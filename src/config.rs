use anyhow::{Context, Result};
use serde::Deserialize;
use std::path::{Path, PathBuf};
use tracing::info;

#[derive(Debug, Deserialize, Clone)]
#[serde(default)]
pub struct EngramConfig {
    pub server: ServerConfig,
    pub storage: StorageConfig,
    pub embedding: EmbeddingConfig,
    pub retrieval: RetrievalConfig,
    pub retention: RetentionConfig,
}

#[derive(Debug, Deserialize, Clone)]
#[serde(default)]
pub struct ServerConfig {
    pub log_level: String,
    pub dashboard_host: String,
    pub dashboard_port: u16,
}

#[derive(Debug, Deserialize, Clone)]
#[serde(default)]
pub struct StorageConfig {
    pub root_dir: String,
    pub default_project: String,
}

#[derive(Debug, Deserialize, Clone)]
#[serde(default)]
pub struct EmbeddingConfig {
    /// `"remote"` (HTTP endpoint) or `"none"` (keyword + fuzzy + graph only).
    pub provider: String,
    pub model: String,
    pub endpoint: String,
}

#[derive(Debug, Deserialize, Clone)]
#[serde(default)]
pub struct RetrievalConfig {
    pub default_limit: usize,
    /// Exponential decay half-life applied to fused scores, in days.
    pub half_life_days: f64,
    /// Minimum decayed score for `update` to accept a match.
    pub relevance_floor: f64,
}

#[derive(Debug, Deserialize, Clone)]
#[serde(default)]
pub struct RetentionConfig {
    pub archive_after_days: i64,
    pub purge_after_days: i64,
    pub observation_ttl_days: i64,
}

impl Default for EngramConfig {
    fn default() -> Self {
        Self {
            server: ServerConfig::default(),
            storage: StorageConfig::default(),
            embedding: EmbeddingConfig::default(),
            retrieval: RetrievalConfig::default(),
            retention: RetentionConfig::default(),
        }
    }
}

impl Default for ServerConfig {
    fn default() -> Self {
        Self {
            log_level: "info".into(),
            dashboard_host: "127.0.0.1".into(),
            dashboard_port: 37737,
        }
    }
}

impl Default for StorageConfig {
    fn default() -> Self {
        let root_dir = default_engram_dir().to_string_lossy().into_owned();
        Self {
            root_dir,
            default_project: "general".into(),
        }
    }
}

impl Default for EmbeddingConfig {
    fn default() -> Self {
        Self {
            provider: "none".into(),
            model: "all-MiniLM-L6-v2".into(),
            endpoint: "http://127.0.0.1:11434/api/embeddings".into(),
        }
    }
}

impl Default for RetrievalConfig {
    fn default() -> Self {
        Self {
            default_limit: 10,
            half_life_days: 90.0,
            relevance_floor: 0.1,
        }
    }
}

impl Default for RetentionConfig {
    fn default() -> Self {
        Self {
            archive_after_days: 180,
            purge_after_days: 365,
            observation_ttl_days: 30,
        }
    }
}

/// Returns `~/.engram/`
pub fn default_engram_dir() -> PathBuf {
    dirs::home_dir()
        .expect("home directory must exist")
        .join(".engram")
}

/// Returns the default config file path: `~/.engram/config.toml`
pub fn default_config_path() -> PathBuf {
    default_engram_dir().join("config.toml")
}

impl EngramConfig {
    /// Load config from TOML file (if it exists) then apply env var overrides.
    pub fn load() -> Result<Self> {
        Self::load_from(default_config_path())
    }

    /// Load from a specific path, then apply env var overrides.
    pub fn load_from(path: impl AsRef<Path>) -> Result<Self> {
        let path = path.as_ref();
        let mut config = if path.exists() {
            let contents =
                std::fs::read_to_string(path).context("failed to read config file")?;
            toml::from_str(&contents).context("failed to parse config TOML")?
        } else {
            info!("no config file at {}, using defaults", path.display());
            EngramConfig::default()
        };

        config.apply_env_overrides();
        Ok(config)
    }

    /// Apply environment variable overrides.
    fn apply_env_overrides(&mut self) {
        if let Ok(val) = std::env::var("ENGRAM_DIR") {
            self.storage.root_dir = val;
        }
        if let Ok(val) = std::env::var("ENGRAM_EMBEDDING_MODEL") {
            self.embedding.model = val;
        }
        if let Ok(val) = std::env::var("ENGRAM_LOG_LEVEL") {
            self.server.log_level = val;
        }
        if let Ok(val) = std::env::var("ENGRAM_HALF_LIFE_DAYS") {
            if let Ok(days) = val.parse() {
                self.retrieval.half_life_days = days;
            }
        }
        if let Ok(val) = std::env::var("ENGRAM_ARCHIVE_AFTER_DAYS") {
            if let Ok(days) = val.parse() {
                self.retention.archive_after_days = days;
            }
        }
        if let Ok(val) = std::env::var("ENGRAM_PURGE_AFTER_DAYS") {
            if let Ok(days) = val.parse() {
                self.retention.purge_after_days = days;
            }
        }
        if let Ok(val) = std::env::var("ENGRAM_DASHBOARD_PORT") {
            if let Ok(port) = val.parse() {
                self.server.dashboard_port = port;
            }
        }
    }

    /// Resolve the storage root, expanding `~` if needed.
    pub fn resolved_root(&self) -> PathBuf {
        expand_tilde(&self.storage.root_dir)
    }

    /// Path of the single durable store file (records + both indexes).
    pub fn db_path(&self) -> PathBuf {
        self.resolved_root().join("engram.db")
    }

    /// Directory for append-only raw call logs, one JSONL file per session.
    pub fn raw_log_dir(&self) -> PathBuf {
        self.resolved_root().join("raw")
    }

    /// Directory for JSON export snapshots.
    pub fn exports_dir(&self) -> PathBuf {
        self.resolved_root().join("exports")
    }

    /// Directory for pending/completed transcript extraction artifacts.
    pub fn extract_queue_dir(&self) -> PathBuf {
        self.resolved_root().join("extract-queue")
    }

    /// Create the storage layout. Idempotent.
    pub fn ensure_layout(&self) -> Result<()> {
        for dir in [
            self.resolved_root(),
            self.raw_log_dir(),
            self.exports_dir(),
            self.extract_queue_dir(),
        ] {
            std::fs::create_dir_all(&dir)
                .with_context(|| format!("failed to create directory {}", dir.display()))?;
        }
        Ok(())
    }
}

pub fn expand_tilde(path: &str) -> PathBuf {
    if let Some(rest) = path.strip_prefix("~/") {
        dirs::home_dir()
            .expect("home directory must exist")
            .join(rest)
    } else {
        PathBuf::from(path)
    }
}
┄┄┄┄┄┄┄┄┄┄
> What you have to do
Starting with the line that holds "pub fn extract_queue_dir(&self)", copy every line through the end of the data above. Reproduce them exactly, with no other material.

> Problem solution
    pub fn extract_queue_dir(&self) -> PathBuf {
        self.resolved_root().join("extract-queue")
    }

    /// Create the storage layout. Idempotent.
    pub fn ensure_layout(&self) -> Result<()> {
        for dir in [
            self.resolved_root(),
            self.raw_log_dir(),
            self.exports_dir(),
            self.extract_queue_dir(),
        ] {
            std::fs::create_dir_all(&dir)
                .with_context(|| format!("failed to create directory {}", dir.display()))?;
        }
        Ok(())
    }
}

pub fn expand_tilde(path: &str) -> PathBuf {
    if let Some(rest) = path.strip_prefix("~/") {
        dirs::home_dir()
            .expect("home directory must exist")
            .join(rest)
    } else {
        PathBuf::from(path)
    }
}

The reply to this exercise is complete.